What is being asked:
Only one stretch of the data below is wanted: the lines starting at the one with "let dashboard_service = DashboardService::new(ticket_repo, sla);" and ending at the one with "const REQUIRED: [(&str, &str);", both included, given again exactly.

Materials provided:
++++++++
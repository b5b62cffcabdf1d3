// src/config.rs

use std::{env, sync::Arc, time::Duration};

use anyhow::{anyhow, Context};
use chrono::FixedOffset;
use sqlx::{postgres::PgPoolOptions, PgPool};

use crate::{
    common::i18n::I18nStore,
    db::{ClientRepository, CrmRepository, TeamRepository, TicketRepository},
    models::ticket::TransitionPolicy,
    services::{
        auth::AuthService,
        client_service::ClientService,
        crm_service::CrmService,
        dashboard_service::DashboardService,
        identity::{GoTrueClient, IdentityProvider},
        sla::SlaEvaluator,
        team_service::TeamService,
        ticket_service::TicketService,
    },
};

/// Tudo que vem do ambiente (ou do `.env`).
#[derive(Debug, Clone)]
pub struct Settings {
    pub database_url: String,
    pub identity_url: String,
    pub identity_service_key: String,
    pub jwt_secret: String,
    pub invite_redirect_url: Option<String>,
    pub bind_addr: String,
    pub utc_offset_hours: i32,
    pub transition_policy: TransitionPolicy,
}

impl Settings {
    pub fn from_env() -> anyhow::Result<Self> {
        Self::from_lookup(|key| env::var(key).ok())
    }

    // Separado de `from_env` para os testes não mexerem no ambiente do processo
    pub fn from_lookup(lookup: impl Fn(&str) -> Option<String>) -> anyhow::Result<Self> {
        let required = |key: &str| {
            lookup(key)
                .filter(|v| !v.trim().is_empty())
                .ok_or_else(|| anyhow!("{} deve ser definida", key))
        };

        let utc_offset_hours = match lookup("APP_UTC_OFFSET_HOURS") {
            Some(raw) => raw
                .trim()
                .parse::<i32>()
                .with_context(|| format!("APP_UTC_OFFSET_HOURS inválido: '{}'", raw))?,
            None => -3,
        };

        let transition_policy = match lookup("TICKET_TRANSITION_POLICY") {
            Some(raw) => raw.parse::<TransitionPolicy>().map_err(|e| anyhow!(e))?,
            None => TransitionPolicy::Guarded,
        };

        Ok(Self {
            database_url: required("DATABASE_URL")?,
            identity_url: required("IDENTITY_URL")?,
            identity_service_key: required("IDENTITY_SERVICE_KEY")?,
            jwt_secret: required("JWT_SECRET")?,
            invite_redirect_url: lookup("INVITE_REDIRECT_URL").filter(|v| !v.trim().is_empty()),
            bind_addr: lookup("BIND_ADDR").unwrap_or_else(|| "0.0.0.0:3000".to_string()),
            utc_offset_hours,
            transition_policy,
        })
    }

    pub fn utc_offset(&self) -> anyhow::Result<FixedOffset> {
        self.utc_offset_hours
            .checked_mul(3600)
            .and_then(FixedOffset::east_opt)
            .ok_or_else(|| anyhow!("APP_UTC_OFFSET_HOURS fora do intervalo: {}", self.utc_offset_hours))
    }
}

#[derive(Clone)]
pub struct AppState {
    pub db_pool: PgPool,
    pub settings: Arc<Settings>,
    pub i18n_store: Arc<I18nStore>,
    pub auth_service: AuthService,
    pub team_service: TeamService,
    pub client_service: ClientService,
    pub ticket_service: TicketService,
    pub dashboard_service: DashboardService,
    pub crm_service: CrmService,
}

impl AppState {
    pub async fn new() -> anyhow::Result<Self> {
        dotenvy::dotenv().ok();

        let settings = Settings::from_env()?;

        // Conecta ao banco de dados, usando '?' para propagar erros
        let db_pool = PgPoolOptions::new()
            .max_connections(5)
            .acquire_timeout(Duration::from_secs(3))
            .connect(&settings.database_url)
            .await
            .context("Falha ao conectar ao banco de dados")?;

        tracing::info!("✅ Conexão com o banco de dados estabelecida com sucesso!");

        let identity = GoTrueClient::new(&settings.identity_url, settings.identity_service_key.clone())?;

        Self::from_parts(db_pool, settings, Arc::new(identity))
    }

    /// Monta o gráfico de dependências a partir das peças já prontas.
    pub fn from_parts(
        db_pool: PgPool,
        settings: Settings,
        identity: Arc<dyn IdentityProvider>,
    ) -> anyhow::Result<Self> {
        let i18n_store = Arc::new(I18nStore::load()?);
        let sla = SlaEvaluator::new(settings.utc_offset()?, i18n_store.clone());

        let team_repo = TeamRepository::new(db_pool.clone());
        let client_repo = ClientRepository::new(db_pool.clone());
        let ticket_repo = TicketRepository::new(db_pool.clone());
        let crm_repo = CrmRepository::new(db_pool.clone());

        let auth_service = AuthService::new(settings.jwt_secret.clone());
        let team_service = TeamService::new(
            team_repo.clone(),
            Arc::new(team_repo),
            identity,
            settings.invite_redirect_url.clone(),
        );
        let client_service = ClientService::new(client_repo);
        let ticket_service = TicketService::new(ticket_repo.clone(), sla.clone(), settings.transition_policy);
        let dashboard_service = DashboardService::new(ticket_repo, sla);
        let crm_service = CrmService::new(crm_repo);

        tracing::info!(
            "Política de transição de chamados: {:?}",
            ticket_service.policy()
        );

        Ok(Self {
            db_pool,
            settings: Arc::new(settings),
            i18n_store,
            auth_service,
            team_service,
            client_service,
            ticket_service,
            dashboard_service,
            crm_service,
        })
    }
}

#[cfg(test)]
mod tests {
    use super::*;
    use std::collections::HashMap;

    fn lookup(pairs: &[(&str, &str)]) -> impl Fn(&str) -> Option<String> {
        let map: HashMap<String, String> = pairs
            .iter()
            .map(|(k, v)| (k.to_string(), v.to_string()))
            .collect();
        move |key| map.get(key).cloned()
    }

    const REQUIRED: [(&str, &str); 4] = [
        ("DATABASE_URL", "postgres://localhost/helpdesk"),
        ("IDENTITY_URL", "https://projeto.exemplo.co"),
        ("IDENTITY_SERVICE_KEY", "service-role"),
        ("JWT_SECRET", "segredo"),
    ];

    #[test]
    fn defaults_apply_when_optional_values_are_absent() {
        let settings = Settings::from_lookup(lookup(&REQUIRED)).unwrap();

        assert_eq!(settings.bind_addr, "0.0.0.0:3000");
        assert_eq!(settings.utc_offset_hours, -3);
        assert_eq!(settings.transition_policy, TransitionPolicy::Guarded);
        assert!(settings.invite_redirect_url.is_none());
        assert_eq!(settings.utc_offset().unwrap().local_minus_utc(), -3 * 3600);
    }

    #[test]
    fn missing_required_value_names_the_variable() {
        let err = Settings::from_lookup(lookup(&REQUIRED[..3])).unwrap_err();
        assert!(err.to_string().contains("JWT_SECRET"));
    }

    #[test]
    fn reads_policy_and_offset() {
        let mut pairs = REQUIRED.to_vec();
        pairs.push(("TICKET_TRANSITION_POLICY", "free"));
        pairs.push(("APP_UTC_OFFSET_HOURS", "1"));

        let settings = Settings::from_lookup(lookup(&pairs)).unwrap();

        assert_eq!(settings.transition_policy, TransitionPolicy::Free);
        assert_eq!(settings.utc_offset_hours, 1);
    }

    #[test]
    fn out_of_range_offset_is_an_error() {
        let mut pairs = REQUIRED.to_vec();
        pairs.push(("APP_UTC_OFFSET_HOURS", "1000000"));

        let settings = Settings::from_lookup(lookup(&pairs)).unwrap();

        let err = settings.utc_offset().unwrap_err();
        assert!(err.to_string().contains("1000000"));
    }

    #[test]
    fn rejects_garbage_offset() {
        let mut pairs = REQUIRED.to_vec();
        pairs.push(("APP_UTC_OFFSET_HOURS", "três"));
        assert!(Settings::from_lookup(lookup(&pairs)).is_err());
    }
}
++++++++
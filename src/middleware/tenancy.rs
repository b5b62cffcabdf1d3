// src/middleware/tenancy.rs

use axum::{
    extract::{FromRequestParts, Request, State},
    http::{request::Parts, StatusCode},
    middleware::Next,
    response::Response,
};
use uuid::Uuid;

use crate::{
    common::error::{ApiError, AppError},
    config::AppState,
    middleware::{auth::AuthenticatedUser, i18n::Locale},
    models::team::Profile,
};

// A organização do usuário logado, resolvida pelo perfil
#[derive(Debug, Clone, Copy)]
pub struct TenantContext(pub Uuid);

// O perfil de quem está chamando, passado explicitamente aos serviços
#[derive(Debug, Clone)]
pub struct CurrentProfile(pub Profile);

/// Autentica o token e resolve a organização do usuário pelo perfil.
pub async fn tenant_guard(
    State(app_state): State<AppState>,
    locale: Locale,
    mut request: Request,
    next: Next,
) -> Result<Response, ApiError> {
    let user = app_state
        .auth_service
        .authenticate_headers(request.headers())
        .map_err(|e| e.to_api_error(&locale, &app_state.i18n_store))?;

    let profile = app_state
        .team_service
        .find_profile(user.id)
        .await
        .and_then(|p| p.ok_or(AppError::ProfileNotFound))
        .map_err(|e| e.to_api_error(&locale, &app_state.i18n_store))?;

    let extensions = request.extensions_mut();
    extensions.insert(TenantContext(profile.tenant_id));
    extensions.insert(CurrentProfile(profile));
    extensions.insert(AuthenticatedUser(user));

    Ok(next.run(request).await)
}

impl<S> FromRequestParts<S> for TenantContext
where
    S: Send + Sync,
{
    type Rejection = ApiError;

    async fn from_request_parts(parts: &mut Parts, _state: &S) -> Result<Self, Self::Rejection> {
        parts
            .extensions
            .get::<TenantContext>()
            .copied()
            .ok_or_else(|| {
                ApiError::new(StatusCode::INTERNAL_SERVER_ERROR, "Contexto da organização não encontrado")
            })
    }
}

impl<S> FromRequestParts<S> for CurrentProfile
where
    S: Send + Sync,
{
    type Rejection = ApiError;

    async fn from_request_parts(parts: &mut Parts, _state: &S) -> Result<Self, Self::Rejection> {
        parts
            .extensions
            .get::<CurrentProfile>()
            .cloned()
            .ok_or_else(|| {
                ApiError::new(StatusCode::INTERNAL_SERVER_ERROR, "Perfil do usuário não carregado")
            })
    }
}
++++++++
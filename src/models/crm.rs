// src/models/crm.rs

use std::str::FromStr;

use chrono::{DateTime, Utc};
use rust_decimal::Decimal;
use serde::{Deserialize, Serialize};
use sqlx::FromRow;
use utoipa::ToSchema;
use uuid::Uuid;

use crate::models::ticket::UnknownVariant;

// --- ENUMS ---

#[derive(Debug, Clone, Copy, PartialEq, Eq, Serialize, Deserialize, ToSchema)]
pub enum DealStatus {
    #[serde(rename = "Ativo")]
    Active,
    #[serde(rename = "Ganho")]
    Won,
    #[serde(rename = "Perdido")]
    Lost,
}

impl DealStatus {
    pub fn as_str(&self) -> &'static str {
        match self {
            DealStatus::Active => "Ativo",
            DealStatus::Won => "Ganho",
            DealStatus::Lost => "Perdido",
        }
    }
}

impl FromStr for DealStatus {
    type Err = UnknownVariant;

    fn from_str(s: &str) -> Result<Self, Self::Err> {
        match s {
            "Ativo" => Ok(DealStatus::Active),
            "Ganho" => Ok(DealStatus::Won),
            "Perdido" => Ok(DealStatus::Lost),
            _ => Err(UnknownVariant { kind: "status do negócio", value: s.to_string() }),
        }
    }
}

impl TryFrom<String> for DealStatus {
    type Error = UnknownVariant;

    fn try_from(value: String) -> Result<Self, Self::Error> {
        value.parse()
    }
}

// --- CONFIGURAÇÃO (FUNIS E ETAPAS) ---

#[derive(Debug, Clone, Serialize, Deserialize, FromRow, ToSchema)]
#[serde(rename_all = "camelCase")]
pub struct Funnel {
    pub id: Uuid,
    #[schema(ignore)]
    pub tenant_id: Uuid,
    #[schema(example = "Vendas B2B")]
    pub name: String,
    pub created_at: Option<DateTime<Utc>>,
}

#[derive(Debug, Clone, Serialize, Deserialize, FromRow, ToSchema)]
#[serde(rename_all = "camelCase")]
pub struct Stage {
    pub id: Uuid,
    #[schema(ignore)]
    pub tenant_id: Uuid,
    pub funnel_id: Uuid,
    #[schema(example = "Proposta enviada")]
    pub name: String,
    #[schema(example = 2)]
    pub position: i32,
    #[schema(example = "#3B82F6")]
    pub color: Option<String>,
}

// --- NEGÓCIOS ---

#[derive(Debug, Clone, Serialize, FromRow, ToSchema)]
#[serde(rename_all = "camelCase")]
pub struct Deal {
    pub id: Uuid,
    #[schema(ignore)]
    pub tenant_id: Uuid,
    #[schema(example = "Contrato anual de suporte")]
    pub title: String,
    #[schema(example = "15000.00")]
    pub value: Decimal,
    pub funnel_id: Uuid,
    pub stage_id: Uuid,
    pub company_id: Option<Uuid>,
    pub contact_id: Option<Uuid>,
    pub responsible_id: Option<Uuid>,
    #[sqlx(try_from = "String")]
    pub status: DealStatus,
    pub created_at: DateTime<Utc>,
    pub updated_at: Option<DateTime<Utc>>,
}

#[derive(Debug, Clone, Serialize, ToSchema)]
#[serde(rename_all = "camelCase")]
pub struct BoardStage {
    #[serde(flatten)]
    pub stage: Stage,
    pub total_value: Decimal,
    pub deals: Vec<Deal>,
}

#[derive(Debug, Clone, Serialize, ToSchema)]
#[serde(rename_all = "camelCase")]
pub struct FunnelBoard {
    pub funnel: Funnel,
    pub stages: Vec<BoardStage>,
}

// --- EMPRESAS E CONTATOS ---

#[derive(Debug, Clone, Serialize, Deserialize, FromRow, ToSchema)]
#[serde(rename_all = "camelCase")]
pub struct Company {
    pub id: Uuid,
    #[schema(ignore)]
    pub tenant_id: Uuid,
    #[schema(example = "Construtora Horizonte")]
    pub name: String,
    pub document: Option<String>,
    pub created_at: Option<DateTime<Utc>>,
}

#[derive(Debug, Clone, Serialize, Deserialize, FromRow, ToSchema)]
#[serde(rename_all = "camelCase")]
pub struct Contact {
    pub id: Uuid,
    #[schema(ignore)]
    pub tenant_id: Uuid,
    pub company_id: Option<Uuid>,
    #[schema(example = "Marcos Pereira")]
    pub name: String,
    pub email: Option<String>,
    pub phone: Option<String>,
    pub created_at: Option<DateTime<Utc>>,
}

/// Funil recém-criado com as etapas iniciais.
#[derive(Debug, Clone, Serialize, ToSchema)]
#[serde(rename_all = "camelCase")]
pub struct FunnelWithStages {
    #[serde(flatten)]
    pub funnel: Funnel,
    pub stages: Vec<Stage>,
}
++++++++
Written solution:
        let dashboard_service = DashboardService::new(ticket_repo, sla);
        let crm_service = CrmService::new(crm_repo);

        tracing::info!(
            "Política de transição de chamados: {:?}",
            ticket_service.policy()
        );

        Ok(Self {
            db_pool,
            settings: Arc::new(settings),
            i18n_store,
            auth_service,
            team_service,
            client_service,
            ticket_service,
            dashboard_service,
            crm_service,
        })
    }
}

#[cfg(test)]
mod tests {
    use super::*;
    use std::collections::HashMap;

    fn lookup(pairs: &[(&str, &str)]) -> impl Fn(&str) -> Option<String> {
        let map: HashMap<String, String> = pairs
            .iter()
            .map(|(k, v)| (k.to_string(), v.to_string()))
            .collect();
        move |key| map.get(key).cloned()
    }

    const REQUIRED: [(&str, &str); 4] = [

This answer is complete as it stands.